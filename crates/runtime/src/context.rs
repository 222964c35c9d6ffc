//! Synthetic Request Context
//!
//! Legacy handlers expect to be constructed around a live connection. Here
//! the instance comes from a factory and every attribute the convention
//! reads is supplied directly through [`RequestContext`], with a fresh
//! [`CaptureSink`] installed as the write target.

use devshim_protocol::{ShimError, Verb, PROTOCOL_VERSION};
use std::collections::HashMap;
use std::fmt;
use std::io::{Cursor, Read};
use std::net::{IpAddr, Ipv4Addr, SocketAddr, TcpStream};
use tracing::{debug, info};

use crate::capture::CaptureSink;
use crate::handler::{HandlerError, HandlerFactory, LegacyHandler};

/// Placeholder peer for every synthetic request
pub const LOOPBACK_CLIENT: SocketAddr = SocketAddr::new(IpAddr::V4(Ipv4Addr::LOCALHOST), 0);

/// Everything a legacy handler may read or write during one verb call.
pub struct RequestContext {
    /// Request verb
    pub command: Verb,
    /// Request path including any sub-path
    pub path: String,
    /// Protocol version tag, always `HTTP/1.1`
    pub request_version: &'static str,
    /// `"<VERB> <PATH> HTTP/1.1"`
    pub requestline: String,
    /// `requestline` as bytes
    pub raw_requestline: Vec<u8>,
    /// Inbound headers, case as supplied
    pub headers: HashMap<String, String>,
    /// Fixed loopback identity
    pub client_address: SocketAddr,
    /// Cursor over the request body, positioned at the start
    pub rfile: Cursor<Vec<u8>>,
    /// Capture sink standing in for the socket
    pub wfile: CaptureSink,
    /// There is never a live connection
    pub connection: Option<TcpStream>,
    pub close_connection: bool,
    pub server_version: String,
    pub sys_version: String,
    quiet_logs: bool,
}

impl RequestContext {
    /// Populate the full attribute surface for one request
    pub fn new(
        command: Verb,
        path: impl Into<String>,
        headers: HashMap<String, String>,
        body: Vec<u8>,
        quiet_logs: bool,
    ) -> Self {
        let path = path.into();
        let requestline = format!("{} {} {}", command, path, PROTOCOL_VERSION);
        let raw_requestline = requestline.clone().into_bytes();

        Self {
            command,
            path,
            request_version: PROTOCOL_VERSION,
            requestline,
            raw_requestline,
            headers,
            client_address: LOOPBACK_CLIENT,
            rfile: Cursor::new(body),
            wfile: CaptureSink::new(),
            connection: None,
            close_connection: true,
            server_version: String::new(),
            sys_version: String::new(),
            quiet_logs,
        }
    }

    pub fn send_response(&mut self, code: u16) {
        self.wfile.send_response(code);
    }

    pub fn send_header(&mut self, key: impl Into<String>, value: impl Into<String>) {
        self.wfile.send_header(key, value);
    }

    pub fn end_headers(&mut self) {
        self.wfile.end_headers();
    }

    /// Handler logging; silent unless the context was built with logs enabled.
    pub fn log_message(&self, message: impl fmt::Display) {
        if self.quiet_logs {
            return;
        }
        info!(target: "devshim::handler", client = %self.client_address, "{}", message);
    }

    /// Inbound header value, ignoring ASCII case
    pub fn header(&self, name: &str) -> Option<&str> {
        self.headers
            .iter()
            .find(|(key, _)| key.eq_ignore_ascii_case(name))
            .map(|(_, value)| value.as_str())
    }

    /// Read whatever remains of the request body
    pub fn read_body(&mut self) -> std::io::Result<Vec<u8>> {
        let mut body = Vec::new();
        self.rfile.read_to_end(&mut body)?;
        Ok(body)
    }

    /// Release the capture sink once the handler has returned
    pub fn into_sink(self) -> CaptureSink {
        self.wfile
    }
}

impl fmt::Debug for RequestContext {
    fn fmt(&self, f: &mut fmt::Formatter<'_>) -> fmt::Result {
        f.debug_struct("RequestContext")
            .field("requestline", &self.requestline)
            .field("headers", &self.headers)
            .field("client_address", &self.client_address)
            .field("body_len", &self.rfile.get_ref().len())
            .finish_non_exhaustive()
    }
}

/// A fresh handler instance paired with its context
pub struct BoundHandler {
    handler: Box<dyn LegacyHandler>,
    ctx: RequestContext,
}

impl BoundHandler {
    pub fn context(&self) -> &RequestContext {
        &self.ctx
    }

    /// Run the verb method and hand back the sink it wrote to
    pub fn run(mut self) -> Result<CaptureSink, HandlerError> {
        self.handler.handle(&mut self.ctx)?;
        Ok(self.ctx.into_sink())
    }
}

/// Instantiate a handler and bind it to a synthetic context.
///
/// Fails with `MethodNotAllowed` when `verb` is unknown or the handler has no
/// method for it.
pub fn build(
    factory: &HandlerFactory,
    verb: &str,
    path: impl Into<String>,
    headers: HashMap<String, String>,
    body: Vec<u8>,
    quiet_logs: bool,
) -> devshim_protocol::Result<BoundHandler> {
    let command: Verb = verb.parse()?;
    let handler = factory();

    if !handler.verbs().contains(&command) {
        debug!(method = %command.method_name(), "Handler defines no method for verb");
        return Err(ShimError::MethodNotAllowed {
            verb: verb.to_string(),
        });
    }

    let ctx = RequestContext::new(command, path, headers, body, quiet_logs);
    Ok(BoundHandler { handler, ctx })
}
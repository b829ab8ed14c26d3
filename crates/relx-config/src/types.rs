//! Configuration model.

use relx_core::{EmptyFilterPolicy, PackageFilterRule};
use serde::{Deserialize, Serialize};
use std::time::Duration;

/// Default per-call timeout for external tools.
pub const DEFAULT_OPERATION_TIMEOUT_SECS: u64 = 300;

/// Default ceiling on simultaneous binary lookups.
pub const DEFAULT_MAX_CONCURRENT_LOOKUPS: usize = 10;

/// Default OBS command-line client.
pub const DEFAULT_OSC_COMMAND: &str = "osc";

/// relx configuration, as stored in `config.json`.
///
/// Every field is optional in the file. Unknown keys are ignored so a file
/// shared with other release tooling still loads.
#[derive(Debug, Clone, PartialEq, Eq, Serialize, Deserialize)]
#[serde(default)]
pub struct RelxConfig {
    /// OBS API URL passed to `osc -A`. Empty uses osc's own default.
    pub obs_api_url: String,

    /// Program used to talk to OBS.
    pub osc_command: String,

    /// Ordered package rules; first match wins.
    pub package_filter_patterns: Vec<PackageFilterRule>,

    /// Globs applied to the final artifact names. Empty keeps everything.
    pub binary_filter_patterns: Vec<String>,

    /// Per-call timeout in seconds; `0` means the default.
    pub operation_timeout_seconds: u64,

    /// Maximum number of binary lookups in flight.
    pub max_concurrent_lookups: usize,

    /// What an empty `package_filter_patterns` selects.
    pub empty_package_filter: EmptyFilterPolicy,
}

impl Default for RelxConfig {
    fn default() -> Self {
        Self {
            obs_api_url: String::new(),
            osc_command: DEFAULT_OSC_COMMAND.to_string(),
            package_filter_patterns: Vec::new(),
            binary_filter_patterns: Vec::new(),
            operation_timeout_seconds: DEFAULT_OPERATION_TIMEOUT_SECS,
            max_concurrent_lookups: DEFAULT_MAX_CONCURRENT_LOOKUPS,
            empty_package_filter: EmptyFilterPolicy::Skip,
        }
    }
}

impl RelxConfig {
    /// Per-call timeout for external tools.
    #[must_use]
    pub const fn operation_timeout(&self) -> Duration {
        if self.operation_timeout_seconds == 0 {
            Duration::from_secs(DEFAULT_OPERATION_TIMEOUT_SECS)
        } else {
            Duration::from_secs(self.operation_timeout_seconds)
        }
    }

    /// Fill in defaults for values that mean "unset".
    #[must_use]
    pub fn normalized(mut self) -> Self {
        if self.operation_timeout_seconds == 0 {
            self.operation_timeout_seconds = DEFAULT_OPERATION_TIMEOUT_SECS;
        }
        if self.osc_command.trim().is_empty() {
            self.osc_command = DEFAULT_OSC_COMMAND.to_string();
        }
        self
    }
}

————————

▸ EXERCISE DESCRIPTION
The response should consist of all the entries, transcribed exactly.

▸ OUTPUT OF THE TASK
filename crates/runtime/src/context.rs
repository 222964c35c9d6ffc
//! Synthetic Request Context
//!
//! Legacy handlers expect to be constructed around a live connection. Here
//! the instance comes from a factory and every attribute the convention
//! reads is supplied directly through [`RequestContext`], with a fresh
//! [`CaptureSink`] installed as the write target.

use devshim_protocol::{ShimError, Verb, PROTOCOL_VERSION};
use std::collections::HashMap;
use std::fmt;
use std::io::{Cursor, Read};
use std::net::{IpAddr, Ipv4Addr, SocketAddr, TcpStream};
use tracing::{debug, info};

use crate::capture::CaptureSink;
use crate::handler::{HandlerError, HandlerFactory, LegacyHandler};

/// Placeholder peer for every synthetic request
pub const LOOPBACK_CLIENT: SocketAddr = SocketAddr::new(IpAddr::V4(Ipv4Addr::LOCALHOST), 0);

/// Everything a legacy handler may read or write during one verb call.
pub struct RequestContext {
    /// Request verb
    pub command: Verb,
    /// Request path including any sub-path
    pub path: String,
    /// Protocol version tag, always `HTTP/1.1`
    pub request_version: &'static str,
    /// `"<VERB> <PATH> HTTP/1.1"`
    pub requestline: String,
    /// `requestline` as bytes
    pub raw_requestline: Vec<u8>,
    /// Inbound headers, case as supplied
    pub headers: HashMap<String, String>,
    /// Fixed loopback identity
    pub client_address: SocketAddr,
    /// Cursor over the request body, positioned at the start
    pub rfile: Cursor<Vec<u8>>,
    /// Capture sink standing in for the socket
    pub wfile: CaptureSink,
    /// There is never a live connection
    pub connection: Option<TcpStream>,
    pub close_connection: bool,
    pub server_version: String,
    pub sys_version: String,
    quiet_logs: bool,
}

impl RequestContext {
    /// Populate the full attribute surface for one request
    pub fn new(
        command: Verb,
        path: impl Into<String>,
        headers: HashMap<String, String>,
        body: Vec<u8>,
        quiet_logs: bool,
    ) -> Self {
        let path = path.into();
        let requestline = format!("{} {} {}", command, path, PROTOCOL_VERSION);
        let raw_requestline = requestline.clone().into_bytes();

        Self {
            command,
            path,
            request_version: PROTOCOL_VERSION,
            requestline,
            raw_requestline,
            headers,
            client_address: LOOPBACK_CLIENT,
            rfile: Cursor::new(body),
            wfile: CaptureSink::new(),
            connection: None,
            close_connection: true,
            server_version: String::new(),
            sys_version: String::new(),
            quiet_logs,
        }
    }

    pub fn send_response(&mut self, code: u16) {
        self.wfile.send_response(code);
    }

    pub fn send_header(&mut self, key: impl Into<String>, value: impl Into<String>) {
        self.wfile.send_header(key, value);
    }

    pub fn end_headers(&mut self) {
        self.wfile.end_headers();
    }

    /// Handler logging; silent unless the context was built with logs enabled.
    pub fn log_message(&self, message: impl fmt::Display) {
        if self.quiet_logs {
            return;
        }
        info!(target: "devshim::handler", client = %self.client_address, "{}", message);
    }

    /// Inbound header value, ignoring ASCII case
    pub fn header(&self, name: &str) -> Option<&str> {
        self.headers
            .iter()
            .find(|(key, _)| key.eq_ignore_ascii_case(name))
            .map(|(_, value)| value.as_str())
    }

    /// Read whatever remains of the request body
    pub fn read_body(&mut self) -> std::io::Result<Vec<u8>> {
        let mut body = Vec::new();
        self.rfile.read_to_end(&mut body)?;
        Ok(body)
    }

    /// Release the capture sink once the handler has returned
    pub fn into_sink(self) -> CaptureSink {
        self.wfile
    }
}

impl fmt::Debug for RequestContext {
    fn fmt(&self, f: &mut fmt::Formatter<'_>) -> fmt::Result {
        f.debug_struct("RequestContext")
            .field("requestline", &self.requestline)
            .field("headers", &self.headers)
            .field("client_address", &self.client_address)
            .field("body_len", &self.rfile.get_ref().len())
            .finish_non_exhaustive()
    }
}

/// A fresh handler instance paired with its context
pub struct BoundHandler {
    handler: Box<dyn LegacyHandler>,
    ctx: RequestContext,
}

impl BoundHandler {
    pub fn context(&self) -> &RequestContext {
        &self.ctx
    }

    /// Run the verb method and hand back the sink it wrote to
    pub fn run(mut self) -> Result<CaptureSink, HandlerError> {
        self.handler.handle(&mut self.ctx)?;
        Ok(self.ctx.into_sink())
    }
}

/// Instantiate a handler and bind it to a synthetic context.
///
/// Fails with `MethodNotAllowed` when `verb` is unknown or the handler has no
/// method for it.
pub fn build(
    factory: &HandlerFactory,
    verb: &str,
    path: impl Into<String>,
    headers: HashMap<String, String>,
    body: Vec<u8>,
    quiet_logs: bool,
) -> devshim_protocol::Result<BoundHandler> {
    let command: Verb = verb.parse()?;
    let handler = factory();

    if !handler.verbs().contains(&command) {
        debug!(method = %command.method_name(), "Handler defines no method for verb");
        return Err(ShimError::MethodNotAllowed {
            verb: verb.to_string(),
        });
    }

    let ctx = RequestContext::new(command, path, headers, body, quiet_logs);
    Ok(BoundHandler { handler, ctx })
}
repository b829ab8ed14c26d3
filename crates/relx-config/src/types.rs
//! Configuration model.

use relx_core::{EmptyFilterPolicy, PackageFilterRule};
use serde::{Deserialize, Serialize};
use std::time::Duration;

/// Default per-call timeout for external tools.
pub const DEFAULT_OPERATION_TIMEOUT_SECS: u64 = 300;

/// Default ceiling on simultaneous binary lookups.
pub const DEFAULT_MAX_CONCURRENT_LOOKUPS: usize = 10;

/// Default OBS command-line client.
pub const DEFAULT_OSC_COMMAND: &str = "osc";

/// relx configuration, as stored in `config.json`.
///
/// Every field is optional in the file. Unknown keys are ignored so a file
/// shared with other release tooling still loads.
#[derive(Debug, Clone, PartialEq, Eq, Serialize, Deserialize)]
#[serde(default)]
pub struct RelxConfig {
    /// OBS API URL passed to `osc -A`. Empty uses osc's own default.
    pub obs_api_url: String,

    /// Program used to talk to OBS.
    pub osc_command: String,

    /// Ordered package rules; first match wins.
    pub package_filter_patterns: Vec<PackageFilterRule>,

    /// Globs applied to the final artifact names. Empty keeps everything.
    pub binary_filter_patterns: Vec<String>,

    /// Per-call timeout in seconds; `0` means the default.
    pub operation_timeout_seconds: u64,

    /// Maximum number of binary lookups in flight.
    pub max_concurrent_lookups: usize,

    /// What an empty `package_filter_patterns` selects.
    pub empty_package_filter: EmptyFilterPolicy,
}

impl Default for RelxConfig {
    fn default() -> Self {
        Self {
            obs_api_url: String::new(),
            osc_command: DEFAULT_OSC_COMMAND.to_string(),
            package_filter_patterns: Vec::new(),
            binary_filter_patterns: Vec::new(),
            operation_timeout_seconds: DEFAULT_OPERATION_TIMEOUT_SECS,
            max_concurrent_lookups: DEFAULT_MAX_CONCURRENT_LOOKUPS,
            empty_package_filter: EmptyFilterPolicy::Skip,
        }
    }
}

impl RelxConfig {
    /// Per-call timeout for external tools.
    #[must_use]
    pub const fn operation_timeout(&self) -> Duration {
        if self.operation_timeout_seconds == 0 {
            Duration::from_secs(DEFAULT_OPERATION_TIMEOUT_SECS)
        } else {
            Duration::from_secs(self.operation_timeout_seconds)
        }
    }

    /// Fill in defaults for values that mean "unset".
    #[must_use]
    pub fn normalized(mut self) -> Self {
        if self.operation_timeout_seconds == 0 {
            self.operation_timeout_seconds = DEFAULT_OPERATION_TIMEOUT_SECS;
        }
        if self.osc_command.trim().is_empty() {
            self.osc_command = DEFAULT_OSC_COMMAND.to_string();
        }
        self
    }
}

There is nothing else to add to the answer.